Installing Bedrock

Installation Methods

There are two primary methods of installing bedrock: Docker and Local. Whichever you choose you’ll start by getting the source

$ git clone https://github.com/mozilla/bedrock.git
$ cd bedrock

After these basic steps you can choose your install method below. Docker is the easiest and recommended way, but local is also possible and may be preferred by people for various reasons.

You should also install our git pre-commit hooks. Our setup uses the pre-commit framework. Install the framework using the instructions on their site depending on your platform, then run pre-commit install. After that it will check your Python, JS, and CSS files before you commit to save you time waiting for the tests to run in our CI before noticing a linting error.

Docker Installation

Note

This method assumes you have Docker installed for your platform. If not please do that now or skip to the Local Installation section.
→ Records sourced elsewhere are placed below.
use anyhow::Result;
use async_trait::async_trait;
use serene_core::Storage;
use std::collections::HashMap;
use tokio::sync::RwLock;

/// Process-local store. Nothing survives a restart.
#[derive(Debug, Default)]
pub struct InMemoryStore {
    entries: RwLock<HashMap<String, String>>,
}

impl InMemoryStore {
    pub fn new() -> Self {
        Self::default()
    }

    /// Pre-populate a key, e.g. with a hand-written document in tests.
    pub fn with_entry(key: &str, value: &str) -> Self {
        let mut entries = HashMap::new();
        entries.insert(key.to_string(), value.to_string());
        Self {
            entries: RwLock::new(entries),
        }
    }
}

#[async_trait]
impl Storage for InMemoryStore {
    async fn get(&self, key: &str) -> Result<Option<String>> {
        Ok(self.entries.read().await.get(key).cloned())
    }

    async fn set(&self, key: &str, value: String) -> Result<()> {
        self.entries.write().await.insert(key.to_string(), value);
        Ok(())
    }
}
use anyhow::Result;
use serene_core::model::SEED_SLEEP_HOURS;
use serene_core::{keys, load_json, save_json, Storage};
use std::sync::Arc;

/// Nights kept in the sleep series.
pub const SLEEP_WINDOW: usize = 7;

pub struct SleepLog {
    storage: Arc<dyn Storage>,
}

impl SleepLog {
    pub fn new(storage: Arc<dyn Storage>) -> Self {
        Self { storage }
    }

    /// Stored hours, or the seed week when nothing has been recorded.
    pub async fn hours(&self) -> Vec<f32> {
        load_json(self.storage.as_ref(), keys::SLEEP)
            .await
            .unwrap_or_else(|| SEED_SLEEP_HOURS.to_vec())
    }

    /// Append one night, keeping the last week. The first recorded night
    /// rolls the seed week forward.
    pub async fn record(&self, hours: f32) -> Result<Vec<f32>> {
        let mut series = self.hours().await;
        series.push(hours.clamp(0.0, 24.0));
        if series.len() > SLEEP_WINDOW {
            series.drain(..series.len() - SLEEP_WINDOW);
        }
        save_json(self.storage.as_ref(), keys::SLEEP, &series).await?;
        Ok(series)
    }
}
use super::{ReplyContext, Responder};
use crate::prompts::{OPENING, SCRIPTED_TABLE};
use crate::session::ConversationSession;
use crate::turn::Turn;
use anyhow::{bail, Result};
use async_trait::async_trait;
use serene_core::config::PacingConfig;

/// Canned replies: first matching trigger wins, otherwise the table is
/// walked in order and wraps around.
pub struct ScriptedResponder {
    table: Vec<(String, String)>,
}

impl Default for ScriptedResponder {
    fn default() -> Self {
        Self::new()
    }
}

impl ScriptedResponder {
    pub fn new() -> Self {
        Self::from_pairs(
            SCRIPTED_TABLE
                .iter()
                .map(|(t, r)| (t.to_string(), r.to_string()))
                .collect(),
        )
    }

    /// Triggers are matched case-insensitively. The table must not be empty.
    pub fn with_table(table: Vec<(String, String)>) -> Result<Self> {
        if table.is_empty() {
            bail!("scripted table must have at least one entry");
        }
        Ok(Self::from_pairs(table))
    }

    fn from_pairs(table: Vec<(String, String)>) -> Self {
        let table = table
            .into_iter()
            .map(|(trigger, response)| (trigger.to_lowercase(), response))
            .collect();
        Self { table }
    }

    /// Pick the reply for `message`, moving the session cursor only on a miss.
    pub fn reply_for(&self, session: &mut ConversationSession, message: &str) -> &str {
        let lower = message.to_lowercase();
        if let Some((trigger, response)) = self.table.iter().find(|(t, _)| lower.contains(t.as_str())) {
            tracing::debug!("Scripted trigger '{}' matched", trigger);
            return response;
        }
        let index = session.take_cursor() % self.table.len();
        &self.table[index].1
    }
}

#[async_trait]
impl Responder for ScriptedResponder {
    fn name(&self) -> &'static str {
        "scripted"
    }

    fn opening(&self, session: &mut ConversationSession, _pacing: &PacingConfig) -> Turn {
        *session = ConversationSession::new();
        Turn::new().say(OPENING, std::time::Duration::ZERO)
    }

    async fn respond(
        &self,
        session: &mut ConversationSession,
        text: &str,
        ctx: &ReplyContext<'_>,
    ) -> Turn {
        let reply = self.reply_for(session, text).to_string();
        Turn::new().suggest(reply, ctx.pacing.typing())
    }
}
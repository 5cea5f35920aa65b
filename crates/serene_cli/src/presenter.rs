//! Prints the dashboard and the chat to the terminal.

use crossterm::cursor::MoveToColumn;
use crossterm::execute;
use crossterm::style::Print;
use crossterm::terminal::{Clear, ClearType};
use serene_core::model::display_date;
use serene_core::{Activity, MoodEntry, Photo, Presenter, Role};
use std::io::{stdout, Write};
use std::sync::atomic::{AtomicBool, Ordering};

const TYPING: &str = "  companion is typing...";

#[derive(Default)]
pub struct TerminalPresenter {
    typing: AtomicBool,
}

impl TerminalPresenter {
    pub fn new() -> Self {
        Self::default()
    }

    fn clear_typing(&self) {
        if self.typing.swap(false, Ordering::AcqRel) {
            let _ = erase_typing(&mut stdout());
        }
    }
}

impl Presenter for TerminalPresenter {
    fn append_message(&self, role: Role, text: &str) {
        self.clear_typing();
        match role {
            // rustyline already echoed what the user typed
            Role::User => {}
            Role::Assistant => println!("💬 {}", text),
        }
    }

    fn set_typing(&self, visible: bool) {
        if visible {
            if !self.typing.swap(true, Ordering::AcqRel) {
                let _ = show_typing(&mut stdout());
            }
        } else {
            self.clear_typing();
        }
    }

    fn render_moods(&self, moods: &[MoodEntry]) {
        self.clear_typing();
        println!("── Mood history ──");
        if moods.is_empty() {
            println!("  No moods recorded yet. Try /mood 1-5.");
        }
        for entry in moods {
            println!("  {}", format_mood(entry));
        }
    }

    fn render_activities(&self, activities: &[Activity]) {
        self.clear_typing();
        println!("── Suggested activities ──");
        for activity in activities {
            println!("  {}", format_activity(activity));
        }
    }

    fn render_album(&self, photos: &[Photo]) {
        self.clear_typing();
        println!("── Therapy album ({}) ──", photos.len());
        for photo in photos {
            println!("  {}", format_photo(photo));
        }
    }

    fn notify(&self, message: &str) {
        self.clear_typing();
        println!("✨ {}", message);
    }

    fn reveal_photo_upload(&self) {
        self.clear_typing();
        println!("📷 Share a photo with /photo <path>");
    }
}

fn show_typing(out: &mut impl Write) -> std::io::Result<()> {
    execute!(out, Print(TYPING))
}

/// Wipe the indicator line so the next output starts at column zero.
fn erase_typing(out: &mut impl Write) -> std::io::Result<()> {
    execute!(out, MoveToColumn(0), Clear(ClearType::CurrentLine))
}

pub fn format_mood(entry: &MoodEntry) -> String {
    format!(
        "{} {} ({}/5)  {}",
        entry.value.emoji(),
        entry.value.label(),
        entry.value.get(),
        entry.date
    )
}

pub fn format_activity(activity: &Activity) -> String {
    let mut line = format!("[{}] {}", activity.id, activity.name);
    if let Some(last) = activity.last_done {
        line.push_str(&format!(
            "  ✓ done {}x, last {}",
            activity.count,
            display_date(last)
        ));
    }
    line
}

pub fn format_photo(photo: &Photo) -> String {
    let kind = photo
        .image
        .strip_prefix("data:")
        .and_then(|rest| rest.split(';').next())
        .unwrap_or("image");
    format!("{}  {} ({} KB)", photo.date, kind, photo.image.len() / 1024)
}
This is the simplest way to get started developing for bedrock. If you’re on Linux or Mac (and possibly Windows 10 with the Linux subsystem) you can run a script that will pull our production and development docker images and start them:

$ make clean run

Note

You can start the server any other time with:

$ make run

You should see a number of things happening, but when it’s done it will output something saying that the server is running at localhost:8000. Go to that URL in a browser and you should see the mozilla.org home page. In this mode the site will refresh itself when you make changes to any template or media file. Simply open your editor of choice and modify things and you should see those changes reflected in your browser.

Note

It’s a good idea to run make pull from time to time. This will pull down the latest Docker images from our repository ensuring that you have the latest dependencies installed among other things. If you see any strange errors after a git pull then make pull is a good thing to try for a quick fix.
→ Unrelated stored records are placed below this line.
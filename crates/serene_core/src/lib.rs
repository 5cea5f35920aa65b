pub mod config;
pub mod error;
pub mod model;
pub mod sentiment;

pub use config::SereneConfig;
pub use error::CoreError;
pub use model::{Activity, MoodEntry, MoodValue, Photo};
pub use sentiment::Sentiment;

use async_trait::async_trait;
use serde::{de::DeserializeOwned, Deserialize, Serialize};

/// Keys under which the dashboard keeps its JSON documents.
pub mod keys {
    pub const MOODS: &str = "moods";
    pub const ACTIVITIES: &str = "suggestedActivities";
    pub const ALBUM: &str = "therapyAlbum";
    pub const SLEEP: &str = "sleepData";
}

/// Who authored a chat bubble.
#[derive(Debug, Clone, Copy, PartialEq, Eq, Serialize, Deserialize)]
#[serde(rename_all = "snake_case")]
pub enum Role {
    User,
    Assistant,
}

/// Local key-value store of named JSON documents.
///
/// Values are raw strings so that a corrupted document can be detected and
/// treated as missing by [`load_json`] instead of failing the caller.
#[async_trait]
pub trait Storage: Send + Sync {
    async fn get(&self, key: &str) -> anyhow::Result<Option<String>>;
    async fn set(&self, key: &str, value: String) -> anyhow::Result<()>;
}

/// Everything the companion can show to the user.
///
/// Rendering is fire-and-forget; a presenter never reports failure back
/// into the conversation.
pub trait Presenter: Send + Sync {
    fn append_message(&self, role: Role, text: &str);
    fn set_typing(&self, visible: bool);
    fn render_moods(&self, moods: &[MoodEntry]);
    fn render_activities(&self, activities: &[Activity]);
    fn render_album(&self, photos: &[Photo]);
    fn notify(&self, message: &str);
    fn reveal_photo_upload(&self);
}

/// Read a typed document. Missing keys, backend errors and malformed JSON
/// all come back as `None`.
pub async fn load_json<T: DeserializeOwned>(storage: &dyn Storage, key: &str) -> Option<T> {
    let raw = match storage.get(key).await {
        Ok(Some(raw)) => raw,
        Ok(None) => return None,
        Err(e) => {
            tracing::warn!("Storage read for '{}' failed, treating as empty: {}", key, e);
            return None;
        }
    };
    match serde_json::from_str(&raw) {
        Ok(value) => Some(value),
        Err(e) => {
            tracing::warn!("Stored '{}' is not valid JSON, treating as empty: {}", key, e);
            None
        }
    }
}

/// Serialize and write a typed document.
pub async fn save_json<T: Serialize + ?Sized>(
    storage: &dyn Storage,
    key: &str,
    value: &T,
) -> anyhow::Result<()> {
    let raw = serde_json::to_string(value)?;
    storage.set(key, raw).await
}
If you don’t have or want to use Make you can call the docker and compose commands directly

$ docker-compose pull
$ [[ ! -f .env ]] && cp .env-dist .env

Then starting it all is simply

$ docker-compose up app assets

All of this is handled by the Makefile script and called by Make if you follow the above directions. You DO NOT need to do both.
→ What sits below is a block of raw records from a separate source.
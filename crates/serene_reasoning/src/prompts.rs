//! Fixed companion lines and the instruction prompt for remote generation.

use crate::context::DashboardContext;
use crate::session::Stage;
use serene_core::Sentiment;

/// Opening line of the scripted and remote companions.
pub const OPENING: &str = "Hello! I'm your AI wellness companion and psychologist. I can see your mood tracking, sleep patterns, and activities. Tell me about your day and how you're feeling!";

/// Shown whenever the text-generation endpoint cannot produce a reply.
pub const FALLBACK_APOLOGY: &str = "I'm sorry, I'm having trouble connecting right now. Please give me a moment and send your message again.";

pub const ANALYSIS_PROMPT: &str =
    "Thank you for opening up to me. Give me a moment to reflect on everything you've shared...";

pub const PHOTO_REQUEST: &str = "Before we wrap up, would you like to share a photo of something that made you smile today? You can upload it below.";

pub const CLOSING_ACK: &str = "Thank you for checking in today. Our session is complete, but you're welcome to share a photo anytime or start a new check-in whenever you like.";

pub const PHOTO_THANKS: &str = "Thank you for sharing this photo with me! Let me take a look...";

pub const PHOTO_REFLECTIONS: [&str; 5] = [
    "I can see a sense of calm in this image. The colors and composition suggest you're finding moments of peace today. 🌸",
    "This photo radiates positive energy! The lighting and subject matter show that you're appreciating the beauty around you. ✨",
    "There's a contemplative quality to this image that suggests you're taking time for reflection, which is wonderful for mental health. 🌿",
    "The composition of this photo shows creativity and mindfulness - both excellent signs of emotional wellbeing! 🎨",
    "I can sense a story in this image. Whatever you're going through, remember that every moment is part of your unique journey. 🌟",
];

pub const PHOTO_FAREWELL: &str = "It's been wonderful talking with you today. Remember, I'm always here when you need someone to listen. Take care of yourself! 💙🤗";

/// The question asked on entering `stage`.
pub fn stage_prompt(stage: Stage) -> &'static str {
    match stage {
        Stage::Greeting => "Hi, I'm your wellness companion. Let's take a few minutes to check in together. To start, how are you feeling right now?",
        Stage::Feelings => "Thanks for sharing that. Which emotions have stood out for you over the past few days?",
        Stage::Sleep => "How have you been sleeping lately? Do you wake up feeling refreshed?",
        Stage::Habits => "What does a typical day look like for you right now, in terms of meals, movement and screen time?",
        Stage::Activities => "Which activities have you enjoyed or found helpful recently?",
        Stage::Social => "How connected have you felt to friends, family or the people around you?",
        Stage::Analysis => ANALYSIS_PROMPT,
        Stage::Complete => CLOSING_ACK,
    }
}

/// One-sentence read-out for each sentiment bucket.
pub fn analysis_line(sentiment: Sentiment) -> &'static str {
    match sentiment {
        Sentiment::Positive => "From what you've shared, you seem to be in a fairly good place right now, with more bright spots than hard ones.",
        Sentiment::Negative => "It sounds like things have been heavy lately, with stress and low moments showing up across several parts of your life.",
        Sentiment::Mixed => "Your days sound like a mix of ups and downs, which is completely normal.",
    }
}

pub fn encouragement(sentiment: Sentiment) -> &'static str {
    match sentiment {
        Sentiment::Positive => "Keep leaning on the routines that are working for you. Consider writing a short journal note tonight about what went well, so you can come back to it on tougher days.",
        Sentiment::Negative => "Please be gentle with yourself. Try a 5-minute breathing exercise when tension builds, and remember that reaching out to someone you trust, or to a professional, is a sign of strength.",
        Sentiment::Mixed => "Small, steady habits help on uneven days. You might practice a short walk outside each afternoon and notice which moments lift you up.",
    }
}

/// Keyword table of the scripted companion, checked top to bottom.
pub const SCRIPTED_TABLE: [(&str, &str); 10] = [
    (
        "hello",
        "Hello! I'm your AI wellness companion. I can see your mood tracking shows some ups and downs this week. How are you feeling right now?",
    ),
    (
        "feeling",
        "I understand. Looking at your data, your mood average is fluctuating. Can you tell me what's been weighing on your mind lately?",
    ),
    (
        "stressed",
        "Stress can really impact our wellbeing. I notice your sleep hours vary between 5-8 hours. How has your sleep been affecting your stress levels?",
    ),
    (
        "sleep",
        "Sleep is crucial for mental health. Based on your patterns, I'd suggest trying a 5-minute breathing exercise before bed. What activities usually help you relax?",
    ),
    (
        "work",
        "Work stress is very common. Your mood entries show you're actively tracking your wellbeing, which is great! Have you tried taking short breaks during your workday?",
    ),
    (
        "anxious",
        "Anxiety can be overwhelming. I see you've completed some wellness activities - that's excellent progress! Try a 10-minute mindful walk when you feel anxious.",
    ),
    (
        "better",
        "I'm glad you're feeling better! Your commitment to tracking your mood shows real dedication to your mental health. Keep up these positive habits!",
    ),
    (
        "tired",
        "Fatigue affects everything. Your sleep data shows inconsistent patterns. Consider setting a regular bedtime routine and writing down 3 things you're grateful for each night.",
    ),
    (
        "lonely",
        "Loneliness is a valid feeling. Your wellness journey shows you're taking care of yourself. Consider reaching out to a friend or joining a community activity.",
    ),
    (
        "thanks",
        "You're very welcome! Remember, I'm always here to support you. Your progress in tracking your mental health is truly commendable. Take care of yourself! 💙 Let's upload a photo of your beautiful smile.",
    ),
];

fn join_numbers<T: std::fmt::Display>(values: &[T]) -> String {
    if values.is_empty() {
        return "none recorded".to_string();
    }
    values
        .iter()
        .map(ToString::to_string)
        .collect::<Vec<_>>()
        .join(", ")
}

/// Instruction sent to the text-generation endpoint for one user message.
pub fn remote_prompt(user_message: &str, ctx: &DashboardContext) -> String {
    let last_mood = match &ctx.last_mood {
        Some(m) => format!("{} ({}/5) on {}", m.value.label(), m.value.get(), m.date),
        None => "none yet".to_string(),
    };
    let completed = if ctx.completed_activities.is_empty() {
        "none yet".to_string()
    } else {
        ctx.completed_activities
            .iter()
            .map(|a| format!("{} ({} times)", a.name, a.count))
            .collect::<Vec<_>>()
            .join("; ")
    };

    format!(
        "You are a warm, supportive wellness companion with a psychologist's training. \
Use the user's dashboard data below to personalise your reply. Keep it to 2-4 sentences, \
acknowledge their feelings, and when it fits suggest one small activity such as a breathing \
exercise, a mindful walk or journaling.

Dashboard data:
- Recent moods (1-5, oldest first): {recent}
- Weekly mood average: {average:.1}
- Total mood entries: {total}
- Last mood: {last_mood}
- Sleep hours over the last week: {sleep}
- Completed activities: {completed}

User message: \"{message}\"",
        recent = join_numbers(&ctx.recent_moods),
        average = ctx.weekly_average,
        total = ctx.total_mood_entries,
        last_mood = last_mood,
        sleep = join_numbers(&ctx.sleep_hours),
        completed = completed,
        message = user_message,
    )
}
These directions pull and use the pre-built images that our deployment process has pushed to the Docker Hub. If you need to add or change any dependencies for Python or Node then you’ll need to build new images for local testing. You can do this by updating the requirements files and/or package.json file then simply running:

$ make build

Note

For Apple Silicon / M1 users

If you find that when you’re building you hit issues with Puppeteer not installing, these will help:

Asset bundles

If you make a change to media/static-bundles.json, you’ll need to restart Docker.

Note

Sometimes stopping Docker doesn’t actually kill the images. To be safe, after stopping docker, run docker ps to ensure the containers were actually stopped. If they have not been stopped, you can force them by running docker-compose kill to stop all containers, or docker kill <container_name> to stop a single container, e.g. docker kill bedrock_app_1.

Local Installation

These instructions assume you have Python, pip, and NodeJS installed. If you don’t have pip installed (you probably do) you can install it with the instructions in the pip docs.

Bedrock currently uses Python 3.9.10. The recommended way to install and use that version is with pyenv and to create a virtualenv using pyenv-virtualenv that will isolate Bedrock’s dependencies from other things installed on the system.

The following assumes you are on MacOS, using zsh as your shell and Homebrew as your package manager. If you are not, there are installation instructions for a variety of platforms and shells in the READMEs for the two pyenv projects.

Install Python 3.9.10 with pyenv

  1. Install pyenv itself

    $ brew install pyenv
    

2. Configure your shell to init pyenv on start - this is noted in the project’s own docs, in more detail, but omits that setting PYENV_ROOT and adding it to the path is needed:

$ echo 'export PYENV_ROOT="$HOME/.pyenv"' >> ~/.zshrc
$ echo 'export PATH="$PYENV_ROOT/bin:$PATH"' >> ~/.zshrc
$ echo 'eval "$(pyenv init --path)"' >> ~/.zshrc
$ echo 'eval "$(pyenv init -)"' >> ~/.zshrc

3. Restart your login session for the changes to profile files to take effect - if you’re not using zsh, the pyenv docs have other routes

$ zsh -l
  1. Install the latest Python 3.9.x (eg 3.9.10), then test it’s there:

    $ pyenv install 3.9.10
    ...
    
    $ pyenv shell 3.9.10  # This temporarily switches your shell session to using 3.9.10
    
    $ python --version
    Python 3.9.10
    

Note

At the time of writing, Python 3.9.10 was the 3.9 release that worked with least complication across the core team’s local-development platforms, incl both Intel and Apple Silicon Macs. It’s also the version of 3.9 in the slim-bullseye image used for the Dockerized version.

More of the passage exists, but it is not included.